Secara nasional telah dibentuk Badan Waqaf Indonesia (BWI) sebagai regulator, melakukan pembinaan, pengawasan serta mengkoordinasikan pihak terkait dalam pengelolaan waqaf. Di sini pula terjadi benturan regulasi di Aceh, sebab kewenangan waqaf “dipundakkan” kepada Baitul Mal. Dalam hal ini, belum ada titik temu antara Kementrian Agama dan Pemerintah Aceh, apakah Perwakilan BWI dibentuk atau tidak di Aceh.

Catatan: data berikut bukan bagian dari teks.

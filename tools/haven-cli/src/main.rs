//! Haven CLI - browse the catalog and price carts from the command line.
//!
//! Commands:
//! - `haven products` - List products with filters and sorting
//! - `haven product` - Show a single product
//! - `haven cart` - Build a cart and show its totals
//! - `haven stats` - Catalog dashboard numbers
//! - `haven categories` - List categories
//! - `haven subscribe` - Sign up for the newsletter
//! - `haven config` - Manage configuration

mod commands;
mod config;
mod context;
mod output;

use anyhow::Result;
use clap::{Parser, Subcommand};
use tracing_subscriber::{layer::SubscriberExt, util::SubscriberInitExt};

use commands::{CartArgs, CatalogSource, ConfigArgs, ProductArgs, ProductsArgs, SubscribeArgs};

/// Haven CLI - Hijab Haven storefront tools
#[derive(Parser)]
#[command(name = "haven")]
#[command(author, version, about, long_about = None)]
#[command(propagate_version = true)]
struct Cli {
    /// Enable verbose output
    #[arg(short, long, global = true)]
    verbose: bool,

    /// Use JSON output format
    #[arg(long, global = true)]
    json: bool,

    /// Config file path
    #[arg(short, long, global = true)]
    config: Option<String>,

    #[command(subcommand)]
    command: Commands,
}

#[derive(Subcommand)]
enum Commands {
    /// List products matching a filter
    Products(ProductsArgs),

    /// Show product details
    Product(ProductArgs),

    /// Build a cart and show its totals
    Cart(CartArgs),

    /// Show catalog statistics
    Stats(CatalogSource),

    /// List categories
    Categories(CatalogSource),

    /// Sign up for the newsletter
    Subscribe(SubscribeArgs),

    /// Manage configuration
    Config(ConfigArgs),
}

fn main() -> Result<()> {
    let cli = Cli::parse();

    init_tracing(cli.verbose);

    let output = output::Output::new(cli.json);
    let ctx = context::Context::load(cli.config.as_deref(), output)?;

    let result = match cli.command {
        Commands::Products(args) => commands::products::run(args, &ctx),
        Commands::Product(args) => commands::product::run(args, &ctx),
        Commands::Cart(args) => commands::cart::run(args, &ctx),
        Commands::Stats(source) => commands::stats::run(source, &ctx),
        Commands::Categories(source) => commands::categories::run(source, &ctx),
        Commands::Subscribe(args) => commands::subscribe::run(args, &ctx),
        Commands::Config(args) => commands::config::run(args, &ctx),
    };

    if let Err(e) = result {
        ctx.output.error(&format!("{:#}", e));
        std::process::exit(1);
    }

    Ok(())
}

/// Log to stderr so `--json` output on stdout stays parseable.
fn init_tracing(verbose: bool) {
    let default_filter = if verbose { "haven=debug" } else { "haven=info" };
    let env_filter = tracing_subscriber::EnvFilter::try_from_default_env()
        .unwrap_or_else(|_| default_filter.into());

    tracing_subscriber::registry()
        .with(env_filter)
        .with(
            tracing_subscriber::fmt::layer()
                .with_writer(std::io::stderr)
                .with_target(false),
        )
        .init();
}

Jika demikian kondisinya, siapa yang paling bisa diharapkan serius mengurus waqaf? Jawabannya adalah: Nazhir. Tentu saja nazhir perlu diberdayakan dan ditingkatkan kapasitasnya, sehingga mampu mengelola waqaf secara profesional. Nazhir perorangan dan nazhir badan hukum/organisasi, harus mendapatkan pembekalan, sehingga memiliki pengetahuan waqaf, keterampilan manajerial dan jiwa kewirausahaan. Jiwa entrepreneurship para nazhir diperlukan supaya mereka mampu memproduktifkan harta waqaf yang dikelolanya.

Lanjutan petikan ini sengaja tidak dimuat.